Question

The table below shows two equations:

Equation 1: |4x - 3|- 5 = 4
Equation 2: |2x + 3| + 8 = 3


Which statement is true about the solution to the two equations?
Equation 1 and equation 2 have no solutions.

Equation 1 has no solution and equation 2 has solutions x = -4, 1.

The solutions to equation 1 are x = 3, -1.5 and equation 2 has no solution.

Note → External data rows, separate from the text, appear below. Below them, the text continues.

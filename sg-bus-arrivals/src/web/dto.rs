//! Response DTOs for the web layer.

use chrono::SecondsFormat;
use serde::{Deserialize, Serialize};

use crate::config::TrackedEntry;
use crate::coordinator::{UpdatePhase, UpdateState};
use crate::domain::BusStop;
use crate::sensor::{BusServiceReading, TrainLineReading};

/// Coordinator status as seen by the host.
#[derive(Debug, Clone, PartialEq, Eq, Serialize)]
pub struct StatusDto {
    /// One of `pending`, `refreshing`, `ok`, `update_failed`, `needs_reauth`.
    pub state: &'static str,
    pub error: Option<String>,
    /// RFC 3339 time of the last published snapshot.
    pub last_updated: Option<String>,
}

impl<T> From<&UpdateState<T>> for StatusDto {
    fn from(state: &UpdateState<T>) -> Self {
        let label = if state.phase == UpdatePhase::Refreshing {
            "refreshing"
        } else if state.needs_reauth() {
            "needs_reauth"
        } else if state.last_error.is_some() {
            "update_failed"
        } else if state.data.is_some() {
            "ok"
        } else {
            "pending"
        };

        Self {
            state: label,
            error: state.last_error.as_ref().map(ToString::to_string),
            last_updated: state
                .last_updated
                .map(|t| t.to_rfc3339_opts(SecondsFormat::Secs, true)),
        }
    }
}

/// Response for `GET /bus-arrivals`.
#[derive(Debug, Clone, Serialize)]
pub struct BusArrivalsResponse {
    pub status: StatusDto,
    pub services: Vec<BusServiceReading>,
}

/// Response for `GET /train-service-alerts`.
#[derive(Debug, Clone, Serialize)]
pub struct TrainAlertsResponse {
    pub status: StatusDto,
    pub lines: Vec<TrainLineReading>,
}

/// Request body for `POST /tracked`.
#[derive(Debug, Clone, Deserialize)]
pub struct AddTrackedRequest {
    pub stop_code: String,
    pub service_numbers: Vec<String>,
}

/// Tracked entries, for `GET /tracked` and `POST /tracked`.
#[derive(Debug, Clone, Serialize)]
pub struct TrackedResponse {
    pub entries: Vec<TrackedEntry>,
}

/// Response for `GET /stops/{stop_code}/services`.
#[derive(Debug, Clone, Serialize)]
pub struct StopServicesResponse {
    pub stop: BusStop,
    /// Services at the stop that are not tracked yet.
    pub available: Vec<String>,
}

/// Error body.
#[derive(Debug, Clone, Serialize)]
pub struct ErrorResponse {
    pub error: String,
}

/// Response for `POST /refresh`.
#[derive(Debug, Clone, Serialize)]
pub struct RefreshResponse {
    pub bus_arrivals: StatusDto,
    pub train_service_alerts: Option<StatusDto>,
}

The solutions to equation 1 are x = 3, -1.5 and equation 2 has solutions x = -4, 1.

Answer 1

The solutions to equation 1 are x = 3, -1.5 and equation 2 has no solution.

Answer 2

What do you think @DebbieG ?

Answer 3

First you need to isolate the absolute value expressions. When you do that, you can easily see which one has NO solution, because absolute value (which is really "distance from 0") if an expression can NEVER be negative (after all - it's distance, and distance is always positive).

Answer 4

For the other one, where you will have:

|{something}|= a number that is positive

... you know that it will have solutions, so you just have to solve the absolute value equation.

Answer 5

Just solve it as we discussed here:
http://openstudy.com/users/debbieg#/updates/52419448e4b09001541834b2

Answer 6

Of course, it's a multiple choice question, so you can find the correct answer just by plugging in the choices and checking to see which is true. But, I think you will learn more if you approach it as if you did not have answer choices there, and just try to solve each of the equations. :)

Answer 7

Alright, I'll try my best . . .

Answer 8

I got 4, 7 on the last equation.